1. Major in a subject that fascinates you. Too many college students study what they think they should study. Or they pick a major for all the wrong reasons. (Do you know how many college students major biology or political science because they mistakenly think those are the pre-med and pre-law majors?) You should major in something that you actually want to learn about, something where studying doesn’t feel like work. The benefit here is obvious—the more you enjoy what you’re learning, the better you’ll perform academically and the more engaged you'll be.
2. Discover and develop a talent. Coaching intramural volleyball, doing scientific research, painting, translating Spanish, writing, peer counseling, public speaking—all of them are talents that could be put to use in a successful career. College is your opportunity to figure out what you’re good at and then get better at it. But you can’t just sit by passively waiting for your talents to reveal and perfect themselves. You’ll need to work every day to find and develop them.
3. Find at least one activity that you love, and commit yourself deeply to it. You should try lots of things in college. But successful students eventually find one activity where they dedicate substantial time. It’s the resident advisor who works as an RA for two years, then gets promoted to help hire and train new advisors. It’s the fraternity member who holds several offices and eventually becomes the president, who can proudly talk about the improvements he initiated and why the chapter is bigger and stronger than ever now. It’s the social science major who starts working with a professor to do research and is eventually invited to TA the class. Those students won’t just list their primary activity on a resume. They can talk about the impact they made, what they learned, and how they could bring those experiences to a new job.

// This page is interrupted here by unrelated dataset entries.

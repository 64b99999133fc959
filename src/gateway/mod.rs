//! The gateway driver: composes WebSocket I/O, the receiver pipeline, the
//! heartbeat and the retry loop into one long-lived session per client.

pub mod connection;
pub mod constants;
pub mod crypto;
pub mod heartbeat;
pub mod retry;
pub mod session;
pub mod tasks;
pub mod udp;

use std::sync::atomic::{AtomicBool, AtomicU32, AtomicU64, Ordering};
use std::sync::Arc;
use std::time::Duration;

use futures::stream::{SplitSink, SplitStream};
use futures::{SinkExt, StreamExt};
use tokio::net::TcpStream;
use tokio::sync::{broadcast, mpsc, oneshot, watch};
use tokio::task::JoinHandle;
use tokio::time::{sleep, timeout};
use tokio_tungstenite::tungstenite::client::IntoClientRequest;
use tokio_tungstenite::tungstenite::http::header::USER_AGENT;
use tokio_tungstenite::tungstenite::http::HeaderValue;
use tokio_tungstenite::tungstenite::protocol::frame::coding::CloseCode;
use tokio_tungstenite::tungstenite::protocol::frame::CloseFrame;
use tokio_tungstenite::tungstenite::protocol::Message;
use tokio_tungstenite::{connect_async, MaybeTlsStream, WebSocketStream};
use tokio_util::sync::CancellationToken;
use tracing::{debug, error, info, trace, warn, Instrument};

use crate::common::types::{GuildId, SessionId, UserId};
use crate::common::utils::redact_tokens;
use crate::config::{VoiceGatewayOptions, VoiceServerOptions};
use crate::error::{CloseStatus, VoiceGatewayError};
use crate::gateway::connection::{State, VoiceConnection};
use crate::gateway::constants::{
    CLOSE_GRACE_MS, EVENTS_BUFFER_LEN, OUTBOUND_QUEUE_CAPACITY, VOICE_GATEWAY_VERSION,
};
use crate::gateway::crypto::PacketTransformer;
use crate::gateway::retry::{classify, Action, ReconnectContext};
use crate::gateway::session::Session;
use crate::gateway::udp::VoiceSocket;
use crate::payload::{self, Resume, VoicePayload};

type WsSink = SplitSink<WebSocketStream<MaybeTlsStream<TcpStream>>, Message>;
type WsStream = SplitStream<WebSocketStream<MaybeTlsStream<TcpStream>>>;

/// How an attempt should be wound down.
#[derive(Debug, Clone, Copy, PartialEq, Eq)]
pub(crate) enum CloseAction {
    Stop,
    StopAbruptly,
    Retry,
    RetryAbruptly,
}

/// A close decision plus the error that motivated it, if any.
#[derive(Debug)]
pub(crate) struct DisconnectBehavior {
    pub(crate) action: CloseAction,
    pub(crate) cause: Option<VoiceGatewayError>,
}

impl DisconnectBehavior {
    pub(crate) fn stop() -> Self {
        Self {
            action: CloseAction::Stop,
            cause: None,
        }
    }

    pub(crate) fn stop_with(cause: VoiceGatewayError) -> Self {
        Self {
            action: CloseAction::StopAbruptly,
            cause: Some(cause),
        }
    }

    pub(crate) fn retry() -> Self {
        Self {
            action: CloseAction::Retry,
            cause: None,
        }
    }

    pub(crate) fn retry_abruptly(cause: VoiceGatewayError) -> Self {
        Self {
            action: CloseAction::RetryAbruptly,
            cause: Some(cause),
        }
    }

    /// Maps a receiver-pipeline failure to its close decision: transport and
    /// socket-setup problems are worth another attempt, protocol violations
    /// are not.
    fn for_error(error: VoiceGatewayError) -> Self {
        match error {
            VoiceGatewayError::SocketSetup(_)
            | VoiceGatewayError::Timeout(_)
            | VoiceGatewayError::Transport(_) => Self::retry_abruptly(error),
            other => Self::stop_with(other),
        }
    }

    fn is_abrupt(&self) -> bool {
        matches!(self.action, CloseAction::StopAbruptly | CloseAction::RetryAbruptly)
    }

    fn is_stop(&self) -> bool {
        matches!(self.action, CloseAction::Stop | CloseAction::StopAbruptly)
    }
}

/// Everything one connected span owns, released LIFO on drop: the audio and
/// watcher tasks first, then the packet transformer (and with it the secret
/// key), then the UDP socket.
pub(crate) struct AttemptResources {
    pub(crate) cancel: CancellationToken,
    pub(crate) tasks: Vec<JoinHandle<()>>,
    pub(crate) transformer: Option<Arc<PacketTransformer>>,
    pub(crate) socket: Option<Arc<VoiceSocket>>,
}

impl Drop for AttemptResources {
    fn drop(&mut self) {
        self.cancel.cancel();
        for task in self.tasks.drain(..).rev() {
            task.abort();
        }
    }
}

/// State shared between the driver task, the session handler and the
/// caller-facing handles. Mutable protocol state is written by the receiver
/// task only; the cells exist so the façade can read it.
pub(crate) struct GatewayShared {
    pub(crate) guild_id: GuildId,
    pub(crate) self_id: UserId,
    pub(crate) server_options: parking_lot::Mutex<Option<VoiceServerOptions>>,
    pub(crate) session_id: parking_lot::Mutex<SessionId>,
    pub(crate) ssrc: AtomicU32,
    pub(crate) state_tx: watch::Sender<State>,
    pub(crate) events_tx: broadcast::Sender<VoicePayload>,
    pub(crate) close_tx: parking_lot::Mutex<Option<mpsc::UnboundedSender<DisconnectBehavior>>>,
    pub(crate) resources: parking_lot::Mutex<Option<AttemptResources>>,
    pub(crate) connected_tx:
        parking_lot::Mutex<Option<oneshot::Sender<Result<(), VoiceGatewayError>>>>,
    pub(crate) reconnect_ctx: parking_lot::Mutex<ReconnectContext>,
    pub(crate) ever_connected: AtomicBool,
    pub(crate) last_heartbeat_ms: AtomicU64,
    pub(crate) latency_ms: AtomicU64,
}

impl GatewayShared {
    pub(crate) fn set_state(&self, next: State) {
        self.state_tx.send_if_modified(|current| {
            if *current == next {
                false
            } else {
                debug!(from = ?current, to = ?next, "voice state change");
                *current = next;
                true
            }
        });
    }

    pub(crate) fn request_close(&self, behavior: DisconnectBehavior) -> bool {
        match self.close_tx.lock().as_ref() {
            Some(tx) => tx.send(behavior).is_ok(),
            None => false,
        }
    }

    pub(crate) fn install_resources(&self, resources: AttemptResources) {
        // Replacing the slot disposes whatever the previous span owned.
        *self.resources.lock() = Some(resources);
    }

    pub(crate) fn take_resources(&self) {
        self.resources.lock().take();
    }
}

/// Client for one guild's voice gateway session.
///
/// `start` may be called once per instance; the returned
/// [`VoiceConnection`] and the retry loop live until a non-retryable close,
/// the attempt budget runs out, or the caller disconnects.
pub struct VoiceGatewayClient {
    options: Arc<VoiceGatewayOptions>,
    shared: Arc<GatewayShared>,
    started: AtomicBool,
}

4. Cultivate mentors. You will be surrounded by smart, dedicated people in college—professors, faculty, internship directors, advisors, etc. Successful students graduate with one or more mentors who have taken a personal interest in them, who can give them advise, serve as references, or write letters of recommendation. But this is a question of effort. How hard are you willing to work to learn from them? What are you willing to give back in terms of time and effort for them to take a personal interest in your development and success? The best way to do this is to follow suggestions 1-3 and be willing to ask for help or advice while you’re doing them.
5. Don’t be afraid to fail. You can have a safe college career with a safe major and a safe list of activities that don’t challenge you. Or you could take smart risks. You could enroll in one class every semester that looked interesting but also very difficult. You could apply for internships that would force you to learn new skills, try new activities that push you, and contribute to class discussions even though you don’t feel confident. The students who are willing to do those things are the ones who will trasnform during their time in college. They’ll be smarter, more talented, more confident and better supported by smart people than those who played it safe.
Now, here’s the surprise—you don’t have to be in college to do these things. The students who get accepted to college are already doing them. So if you’re in high school, what are you waiting for? Your successful college career can start now.